Speaker: Garth Goodson
Network Appliance
Wednesday, May 16
12:00 pm - 1:00 pm
EBU3b 4140
ABSTRACT
The reliability measures in today's disk drive-based storage systems focus predominantly on
protecting against complete disk failures. Previous disk reliability studies have analyzed
empirical data in an attempt to better understand and predict disk failure rates. Yet, very
little is known about the incidence of latent sector errors, i.e., errors that go undetected
until the corresponding disk sectors are accessed.
Our study analyzes data collected from production storage systems over 32 months across 1.53
million disks (both nearline and enterprise class). We analyze factors that impact latent
sector errors, observe trends, and explore their implications on the design of reliability
mechanisms in storage systems.
This talk will describe our latent sector error data, the analysis we performed, and the
observations we drew from the data. Among others, the talk will discuss the temporal and
spatial locality of successive errors, how error rates change over time, and how effective
we believe disk scrubbing to be.
BIO
Garth Goodson is a member of the Advanced Development Group at Network Appliance (NetApp).
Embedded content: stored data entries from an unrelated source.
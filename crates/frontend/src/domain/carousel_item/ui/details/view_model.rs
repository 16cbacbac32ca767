use super::model::{self, ImageOption};
use contracts::domain::recipe::RecipeSummary;
use leptos::logging::log;
use leptos::prelude::*;

/// ViewModel for the carousel item form: a recipe select driving an image
/// select plus a thumbnail preview.
///
/// All fields are signals, so the struct is `Copy` and can be moved into any
/// number of closures.
#[derive(Clone, Copy)]
pub struct CarouselItemFormVm {
    pub recipes: RwSignal<Vec<RecipeSummary>>,
    pub recipe_id: RwSignal<String>,
    pub image_options: RwSignal<Vec<ImageOption>>,
    pub images_disabled: RwSignal<bool>,
    pub selected_image: RwSignal<String>,
    pub error: RwSignal<Option<String>>,
    /// Token of the most recently issued image fetch. Responses stamped with
    /// an older token are dropped instead of applied.
    request_seq: RwSignal<u64>,
}

impl CarouselItemFormVm {
    pub fn new() -> Self {
        let cleared = model::cleared_update();
        Self {
            recipes: RwSignal::new(Vec::new()),
            recipe_id: RwSignal::new(String::new()),
            image_options: RwSignal::new(cleared.options),
            images_disabled: RwSignal::new(cleared.disabled),
            selected_image: RwSignal::new(cleared.selected),
            error: RwSignal::new(None),
            request_seq: RwSignal::new(0),
        }
    }

    /// Load the recipe list; with an initial recipe id (edit-mode form) the
    /// image fetch fires immediately and the initial image selection is
    /// restored through the normal restore path.
    pub fn init(self, initial_recipe: Option<i64>, initial_image: Option<i64>) {
        wasm_bindgen_futures::spawn_local(async move {
            match model::fetch_recipes().await {
                Ok(list) => self.recipes.set(list),
                Err(e) => {
                    log!("Failed to load recipes: {}", e);
                    self.error.set(Some(format!("Failed to load recipes: {}", e)));
                }
            }
        });

        if let Some(recipe) = initial_recipe {
            self.recipe_id.set(recipe.to_string());
            if let Some(image) = initial_image {
                self.selected_image.set(image.to_string());
            }
            self.reload_images(recipe);
        }
    }

    /// Source select changed.
    pub fn on_recipe_changed(self, value: String) {
        self.recipe_id.set(value.clone());

        let Ok(recipe) = value.parse::<i64>() else {
            // Empty selection: reset the dependent select, no request.
            // Advancing the token keeps a fetch still in flight from
            // repopulating the select after the reset.
            self.next_token();
            self.apply(model::cleared_update());
            return;
        };
        self.reload_images(recipe);
    }

    /// Dependent select changed; the preview derives from the selection.
    pub fn on_image_changed(self, value: String) {
        self.selected_image.set(value);
    }

    /// Thumbnail URL for the current selection.
    pub fn preview_url(self) -> Option<String> {
        model::preview_url(&self.image_options.get(), &self.selected_image.get())
    }

    fn next_token(self) -> u64 {
        let issued = self.request_seq.get_untracked() + 1;
        self.request_seq.set(issued);
        issued
    }

    fn reload_images(self, recipe: i64) {
        let issued = self.next_token();

        wasm_bindgen_futures::spawn_local(async move {
            let result = model::fetch_recipe_images(recipe).await;
            if let Err(e) = &result {
                log!("Error fetching images for recipe {}: {}", recipe, e);
            }
            let previous = self.selected_image.get_untracked();
            let latest = self.request_seq.get_untracked();
            if let Some(update) = model::apply_images_response(latest, issued, &previous, result) {
                self.apply(update);
            }
        });
    }

    fn apply(self, update: model::ImageSelectUpdate) {
        self.image_options.set(update.options);
        self.images_disabled.set(update.disabled);
        self.selected_image.set(update.selected);
    }
}

impl Default for CarouselItemFormVm {
    fn default() -> Self {
        Self::new()
    }
}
At NetApp, Garth has helped co-author the Parallel NFS (pNFS) specification which is a
part of the new NFSv4 minor version one draft. pNFS is an extension to provide data
parallelism directly to the client within the NFSv4 protocol. He is also interested in
virtual machines, software fault-isolation, and I/O performance. Prior to joining Network
Appliance in 2004, Garth received his Ph.D. from Carnegie Mellon University in Electrical
and Computer Engineering under Greg Ganger. For his thesis, Garth developed novel
Byzantine fault-tolerant protocols using erasure-coding schemes to provide consistency in
a distributed storage system (PASIS). He also received his MS and BS from CMU in 2000 and
1998 respectively. While at CMU he also worked on a versioning file system as part of the
Self-Securing Storage project (S4), and user-level networking.